● Task data:
/// Per opponent statistics.
///
/// Tightness entries are 1.0 for a hand folded before the flop and 0.0 for
/// one played. Aggression entries are 1.0 when the player raised before the
/// flop and 0.0 when they only called. Slot 0 of both is the overall
/// tracker, slots 1 to 5 follow [`PositionCategory`].
#[derive(Debug, Clone, PartialEq)]
pub struct OpponentModel {
    tightness: [FloatTracker; 6],
    aggression: [FloatTracker; 6],

    hands_paid: BooleanTracker,
    hands_limped: BooleanTracker,
    hands_folded_unraised: BooleanTracker,
    hands_raised_pre_flop: BooleanTracker,
    hands_overbet_pot_post_flop: BooleanTracker,
    hands_bet_fold_post_flop: BooleanTracker,

    // Indexed flop, turn, river.
    act: [BooleanTracker; 3],
    check_fold: [BooleanTracker; 3],
    open: [BooleanTracker; 3],
    raise: [BooleanTracker; 3],

    hands_played: u32,
    overbet_pot_post_flop: bool,
}

impl Default for OpponentModel {
    fn default() -> Self {
        Self::new()
    }
}

fn street_trackers() -> [BooleanTracker; 3] {
    std::array::from_fn(|_| BooleanTracker::new(STREET_CAPACITY, STREET_THRESHOLD))
}

fn street_index(round: BettingRound) -> Result<usize> {
    match round {
        BettingRound::Flop => Ok(0),
        BettingRound::Turn => Ok(1),
        BettingRound::River => Ok(2),
        BettingRound::PreFlop => Err(AiError::InvalidRound(round)),
    }
}

const STREET_NAMES: [&str; 3] = ["Flop", "Turn", "River"];

impl OpponentModel {
    pub fn new() -> Self {
        let pre_flop = || FloatTracker::new(PRE_FLOP_CAPACITY, PRE_FLOP_THRESHOLD);
        let hand = || BooleanTracker::new(HAND_CAPACITY, HAND_THRESHOLD);
        Self {
            tightness: std::array::from_fn(|_| pre_flop()),
            aggression: std::array::from_fn(|_| pre_flop()),
            hands_paid: hand(),
            hands_limped: hand(),
            hands_folded_unraised: hand(),
            hands_raised_pre_flop: hand(),
            hands_overbet_pot_post_flop: hand(),
            hands_bet_fold_post_flop: hand(),
            act: street_trackers(),
            check_fold: street_trackers(),
            open: street_trackers(),
            raise: street_trackers(),
            hands_played: 0,
            overbet_pot_post_flop: false,
        }
    }

    /// Forget everything. The trackers are cleared where they are.
    pub fn init(&mut self) {
        for t in self.tightness.iter_mut().chain(self.aggression.iter_mut()) {
            t.clear();
        }
        for (_, t) in self.booleans_mut() {
            t.clear();
        }
        self.hands_played = 0;
        self.overbet_pot_post_flop = false;
    }

    pub fn hands_played(&self) -> u32 {
        self.hands_played
    }

    /// Set while a hand is in progress once the player bets more than the
    /// pot after the flop.
    pub fn overbet_pot_post_flop(&self) -> bool {
        self.overbet_pot_post_flop
    }

    pub fn note_overbet_pot_post_flop(&mut self) {
        self.overbet_pot_post_flop = true;
    }

    pub fn tightness_tracker(&self, position: Option<PositionCategory>) -> &FloatTracker {
        &self.tightness[position.map_or(0, |p| p.slot())]
    }

    pub fn aggression_tracker(&self, position: Option<PositionCategory>) -> &FloatTracker {
        &self.aggression[position.map_or(0, |p| p.slot())]
    }

    pub fn tightness_tracker_mut(&mut self, position: Option<PositionCategory>) -> &mut FloatTracker {
        &mut self.tightness[position.map_or(0, |p| p.slot())]
    }

    pub fn aggression_tracker_mut(
        &mut self,
        position: Option<PositionCategory>,
    ) -> &mut FloatTracker {
        &mut self.aggression[position.map_or(0, |p| p.slot())]
    }

    /// How often the player folds before the flop from `position`.
    pub fn pre_flop_tightness(&self, position: PositionCategory, default: f32) -> f32 {
        Self::with_fallback(&self.tightness, position, default)
    }

    /// How often the player raises, rather than calls, before the flop.
    pub fn pre_flop_aggression(&self, position: PositionCategory, default: f32) -> f32 {
        Self::with_fallback(&self.aggression, position, default)
    }

    fn with_fallback(trackers: &[FloatTracker; 6], position: PositionCategory, default: f32) -> f32 {
        let at = &trackers[position.slot()];
        if at.is_ready() {
            return at.weighted_average(default);
        }
        trackers[0].weighted_average(default)
    }

    /// How often the player bets or raises in `round`.
    pub fn act_post_flop(&self, round: BettingRound, default: f32) -> Result<f32> {
        Ok(self.act[street_index(round)?].weighted_percent_true(default))
    }

    /// How often the player bets when first in.
    pub fn open_post_flop(&self, round: BettingRound, default: f32) -> Result<f32> {
        Ok(self.open[street_index(round)?].weighted_percent_true(default))
    }

    /// How often the player raises a bet.
    pub fn raise_post_flop(&self, round: BettingRound, default: f32) -> Result<f32> {
        Ok(self.raise[street_index(round)?].weighted_percent_true(default))
    }

    /// How often the player's first action is a check or a fold.
    pub fn check_fold_post_flop(&self, round: BettingRound, default: f32) -> Result<f32> {
        Ok(self.check_fold[street_index(round)?].weighted_percent_true(default))
    }

    pub fn act_tracker_mut(&mut self, round: BettingRound) -> Result<&mut BooleanTracker> {
        Ok(&mut self.act[street_index(round)?])
    }

    pub fn open_tracker_mut(&mut self, round: BettingRound) -> Result<&mut BooleanTracker> {
        Ok(&mut self.open[street_index(round)?])
    }

    pub fn raise_tracker_mut(&mut self, round: BettingRound) -> Result<&mut BooleanTracker> {
        Ok(&mut self.raise[street_index(round)?])
    }

    pub fn check_fold_tracker_mut(&mut self, round: BettingRound) -> Result<&mut BooleanTracker> {
        Ok(&mut self.check_fold[street_index(round)?])
    }

    pub fn hands_paid_percent(&self, default: f32) -> f32 {
        self.hands_paid.weighted_percent_true(default)
    }

    pub fn hands_limped_percent(&self, default: f32) -> f32 {
        self.hands_limped.weighted_percent_true(default)
    }

    pub fn hands_folded_unraised_percent(&self, default: f32) -> f32 {
        self.hands_folded_unraised.weighted_percent_true(default)
    }

    pub fn hands_raised_pre_flop_percent(&self, default: f32) -> f32 {
        self.hands_raised_pre_flop.weighted_percent_true(default)
    }

    pub fn overbet_frequency(&self, default: f32) -> f32 {
        self.hands_overbet_pot_post_flop.weighted_percent_true(default)
    }

    pub fn bet_fold_frequency(&self, default: f32) -> f32 {
        self.hands_bet_fold_post_flop.weighted_percent_true(default)
    }

    /// Feed the finished hand into the trackers.
    #[instrument(level = "trace", skip(self, hand), fields(position = ?hand.position))]
    pub fn end_hand(&mut self, hand: &HandRecord) {
        self.end_pre_flop(hand);

        let mut bet_post_flop = false;
        let mut overbet = self.overbet_pot_post_flop;
        let mut bet_fold = false;
        for round in BettingRound::post_flop() {
            let actions = hand.actions(round);
            let Some(first) = actions.first() else {
                continue;
            };
            // street_index can't fail for post flop rounds.
            let i = round as usize - 1;
            let aggressive = actions.iter().any(|a| a.kind.is_aggressive());
            self.act[i].add_entry(aggressive);
            self.check_fold[i].add_entry(matches!(first.kind, ActionKind::Check | ActionKind::Fold));
            if !first.facing_bet {
                self.open[i].add_entry(first.kind.is_aggressive());
            }
            if actions.iter().any(|a| a.facing_bet) {
                self.raise[i].add_entry(
                    actions
                        .iter()
                        .any(|a| a.facing_bet && a.kind.is_aggressive()),
                );
            }

            if aggressive {
                bet_post_flop = true;
                overbet |= actions.iter().any(RecordedAction::is_overbet);
                let first_bet = actions.iter().position(|a| a.kind.is_aggressive());
                if let Some(at) = first_bet {
                    bet_fold |= actions[at..].iter().any(|a| a.kind == ActionKind::Fold);
                }
            }
        }
        if bet_post_flop {
            self.hands_overbet_pot_post_flop.add_entry(overbet);
            self.hands_bet_fold_post_flop.add_entry(bet_fold);
        }

        self.hands_played += 1;
        self.overbet_pot_post_flop = false;
        trace!(hands_played = self.hands_played, "opponent model updated");
    }

    fn end_pre_flop(&mut self, hand: &HandRecord) {
        let actions = hand.actions(BettingRound::PreFlop);
        let Some(first) = actions.first() else {
            return;
        };
        let slot = hand.position.slot();
        let raised = actions.iter().any(|a| a.kind.is_aggressive());
        let paid = actions.iter().any(|a| a.kind.is_voluntary());

        if !first.facing_bet {
            self.hands_folded_unraised
                .add_entry(first.kind == ActionKind::Fold);
        }
        match first.kind {
            // The big blind checking its option says nothing about tightness.
            ActionKind::Check if !paid => {
                self.hands_paid.add_entry(false);
                self.hands_raised_pre_flop.add_entry(false);
                return;
            }
            ActionKind::Fold => {
                for t in [0, slot] {
                    self.tightness[t].add_entry(1.0);
                }
                self.hands_paid.add_entry(false);
                self.hands_limped.add_entry(false);
                self.hands_raised_pre_flop.add_entry(false);
                return;
            }
            _ => {}
        }

        let aggression = if raised { 1.0 } else { 0.0 };
        for t in [0, slot] {
            self.tightness[t].add_entry(0.0);
            self.aggression[t].add_entry(aggression);
        }
        self.hands_paid.add_entry(paid);
        self.hands_limped
            .add_entry(first.kind == ActionKind::Call && !first.facing_bet);
        self.hands_raised_pre_flop.add_entry(raised);
    }

    fn booleans(&self) -> Vec<(String, &BooleanTracker)> {
        let mut all = vec![
            ("handsPaid".to_string(), &self.hands_paid),
            ("handsLimped".to_string(), &self.hands_limped),
            ("handsFoldedUnraised".to_string(), &self.hands_folded_unraised),
            ("handsRaisedPreFlop".to_string(), &self.hands_raised_pre_flop),
            (
                "handsOverbetPotPostFlop".to_string(),
                &self.hands_overbet_pot_post_flop,
            ),
            ("handsBetFoldPostFlop".to_string(), &self.hands_bet_fold_post_flop),
        ];
        for (i, street) in STREET_NAMES.iter().enumerate() {
            all.push((format!("act{street}"), &self.act[i]));
            all.push((format!("checkFold{street}"), &self.check_fold[i]));
            all.push((format!("open{street}"), &self.open[i]));
            all.push((format!("raise{street}"), &self.raise[i]));
        }
        all
    }

    fn booleans_mut(&mut self) -> Vec<(String, &mut BooleanTracker)> {
        let mut all = vec![
            ("handsPaid".to_string(), &mut self.hands_paid),
            ("handsLimped".to_string(), &mut self.hands_limped),
            ("handsFoldedUnraised".to_string(), &mut self.hands_folded_unraised),
            ("handsRaisedPreFlop".to_string(), &mut self.hands_raised_pre_flop),
            (
                "handsOverbetPotPostFlop".to_string(),
                &mut self.hands_overbet_pot_post_flop,
            ),
            (
                "handsBetFoldPostFlop".to_string(),
                &mut self.hands_bet_fold_post_flop,
            ),
        ];
        let streets = self
            .act
            .iter_mut()
            .zip(self.check_fold.iter_mut())
            .zip(self.open.iter_mut())
            .zip(self.raise.iter_mut());
        for ((((act, check_fold), open), raise), street) in streets.zip(STREET_NAMES) {
            all.push((format!("act{street}"), act));
            all.push((format!("checkFold{street}"), check_fold));
            all.push((format!("open{street}"), open));
            all.push((format!("raise{street}"), raise));
        }
        all
    }

    /// Write every statistic into `map` with keys starting with `prefix`.
    pub fn save_to_map(&self, map: &mut BTreeMap<String, String>, prefix: &str) {
        map.insert(format!("{prefix}handsPlayed"), self.hands_played.to_string());
        map.insert(
            format!("{prefix}overbetPotPostFlop"),
            self.overbet_pot_post_flop.to_string(),
        );
        for (i, t) in self.tightness.iter().enumerate() {
            map.insert(format!("{prefix}tightness{i}"), t.encode());
        }
        for (i, t) in self.aggression.iter().enumerate() {
            map.insert(format!("{prefix}aggression{i}"), t.encode());
        }
        for (name, t) in self.booleans() {
            map.insert(format!("{prefix}{name}"), t.encode());
        }
    }

    /// Read back what `save_to_map` wrote. Keys that are missing leave the
    /// matching statistic as it is. On error the model is left untouched.
    pub fn load_from_map(&mut self, map: &BTreeMap<String, String>, prefix: &str) -> Result<()> {
        let mut loaded = self.clone();
        loaded.load_fields(map, prefix)?;
        *self = loaded;
        Ok(())
    }

    fn load_fields(&mut self, map: &BTreeMap<String, String>, prefix: &str) -> Result<()> {
        let get = |name: &str| {
            let key = format!("{prefix}{name}");
            map.get(&key).map(|v| (key, v.as_str()))
        };
        if let Some((key, value)) = get("handsPlayed") {
            self.hands_played = value.trim().parse().map_err(|_| AiError::PersistedValue {
                key,
                value: value.to_string(),
            })?;
        }
        if let Some((key, value)) = get("overbetPotPostFlop") {
            self.overbet_pot_post_flop =
                value.trim().parse().map_err(|_| AiError::PersistedValue {
                    key,
                    value: value.to_string(),
                })?;
        }
        for (i, t) in self.tightness.iter_mut().enumerate() {
            t.decode(map.get(&format!("{prefix}tightness{i}")).map(String::as_str))?;
        }
        for (i, t) in self.aggression.iter_mut().enumerate() {
            t.decode(map.get(&format!("{prefix}aggression{i}")).map(String::as_str))?;
        }
        for (name, t) in self.booleans_mut() {
            t.decode(map.get(&format!("{prefix}{name}")).map(String::as_str))?;
        }
        Ok(())
    }
}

● Instructions for the task: Scan the material above for the string "impl". Copy each line that holds it.

● Response:
impl Default for OpponentModel {
impl OpponentModel {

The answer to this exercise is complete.